◆ WORK ORDER
Read through the listing below and return only the lines containing "user".

········

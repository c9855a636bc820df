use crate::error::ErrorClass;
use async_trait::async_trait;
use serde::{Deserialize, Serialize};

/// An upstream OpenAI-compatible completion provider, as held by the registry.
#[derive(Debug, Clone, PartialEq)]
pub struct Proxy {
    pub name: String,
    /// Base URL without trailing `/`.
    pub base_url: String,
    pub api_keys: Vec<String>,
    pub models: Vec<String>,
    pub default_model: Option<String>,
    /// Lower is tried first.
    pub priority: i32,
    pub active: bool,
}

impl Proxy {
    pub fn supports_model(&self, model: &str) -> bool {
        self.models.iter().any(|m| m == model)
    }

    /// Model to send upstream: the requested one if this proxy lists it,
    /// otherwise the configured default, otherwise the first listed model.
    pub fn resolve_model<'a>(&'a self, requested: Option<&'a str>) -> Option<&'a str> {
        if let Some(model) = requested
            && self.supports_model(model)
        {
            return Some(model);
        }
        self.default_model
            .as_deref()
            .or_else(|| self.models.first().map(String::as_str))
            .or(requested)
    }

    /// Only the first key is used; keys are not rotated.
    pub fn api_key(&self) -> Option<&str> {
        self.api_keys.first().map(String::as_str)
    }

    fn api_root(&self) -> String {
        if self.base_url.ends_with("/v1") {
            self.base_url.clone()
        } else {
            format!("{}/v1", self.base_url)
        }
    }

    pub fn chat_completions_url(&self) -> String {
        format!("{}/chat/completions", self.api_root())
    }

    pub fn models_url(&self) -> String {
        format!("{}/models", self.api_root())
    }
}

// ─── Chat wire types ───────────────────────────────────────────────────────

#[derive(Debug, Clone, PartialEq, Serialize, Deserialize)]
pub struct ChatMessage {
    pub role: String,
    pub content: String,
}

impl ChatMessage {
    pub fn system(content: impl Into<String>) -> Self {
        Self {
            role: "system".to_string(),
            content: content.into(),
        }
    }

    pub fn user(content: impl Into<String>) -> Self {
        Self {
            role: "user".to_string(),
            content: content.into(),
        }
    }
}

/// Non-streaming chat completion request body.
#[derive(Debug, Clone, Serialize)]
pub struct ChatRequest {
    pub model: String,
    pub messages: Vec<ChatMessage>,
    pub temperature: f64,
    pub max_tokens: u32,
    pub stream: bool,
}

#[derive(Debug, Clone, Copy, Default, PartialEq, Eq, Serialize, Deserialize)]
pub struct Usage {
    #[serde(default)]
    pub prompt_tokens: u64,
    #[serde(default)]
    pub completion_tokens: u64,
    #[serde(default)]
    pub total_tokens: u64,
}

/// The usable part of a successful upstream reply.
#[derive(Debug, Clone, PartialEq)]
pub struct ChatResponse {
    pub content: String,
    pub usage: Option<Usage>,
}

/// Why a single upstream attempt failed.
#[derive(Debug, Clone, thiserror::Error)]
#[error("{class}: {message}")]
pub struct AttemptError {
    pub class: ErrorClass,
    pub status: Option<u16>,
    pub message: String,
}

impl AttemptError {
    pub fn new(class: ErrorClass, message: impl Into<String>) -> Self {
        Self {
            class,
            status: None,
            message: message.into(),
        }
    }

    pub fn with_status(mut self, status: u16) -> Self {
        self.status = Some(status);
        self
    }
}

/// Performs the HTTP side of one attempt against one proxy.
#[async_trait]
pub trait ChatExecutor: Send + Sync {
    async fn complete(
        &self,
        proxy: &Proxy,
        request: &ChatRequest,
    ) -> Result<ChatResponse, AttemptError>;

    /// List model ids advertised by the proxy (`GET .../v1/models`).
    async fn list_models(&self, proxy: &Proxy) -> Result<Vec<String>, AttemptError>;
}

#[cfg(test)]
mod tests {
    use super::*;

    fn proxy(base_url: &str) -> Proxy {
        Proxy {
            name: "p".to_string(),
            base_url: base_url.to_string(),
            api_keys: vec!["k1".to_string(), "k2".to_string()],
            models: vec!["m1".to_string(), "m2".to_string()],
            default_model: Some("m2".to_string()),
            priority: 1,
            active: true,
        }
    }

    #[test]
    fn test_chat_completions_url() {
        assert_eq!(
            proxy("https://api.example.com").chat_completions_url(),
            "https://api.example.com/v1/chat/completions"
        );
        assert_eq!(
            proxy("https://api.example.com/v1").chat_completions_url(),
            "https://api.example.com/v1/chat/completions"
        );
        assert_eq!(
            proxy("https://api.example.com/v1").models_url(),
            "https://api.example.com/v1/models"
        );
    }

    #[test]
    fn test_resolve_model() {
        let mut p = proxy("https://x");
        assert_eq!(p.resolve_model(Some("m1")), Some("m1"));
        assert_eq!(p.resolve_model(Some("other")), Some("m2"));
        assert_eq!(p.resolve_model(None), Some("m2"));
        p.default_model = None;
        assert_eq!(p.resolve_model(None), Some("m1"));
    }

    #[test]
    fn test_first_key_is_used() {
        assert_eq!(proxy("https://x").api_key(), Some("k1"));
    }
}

········

◆ RESPONSE TO THE TASK
    pub fn user(content: impl Into<String>) -> Self {
            role: "user".to_string(),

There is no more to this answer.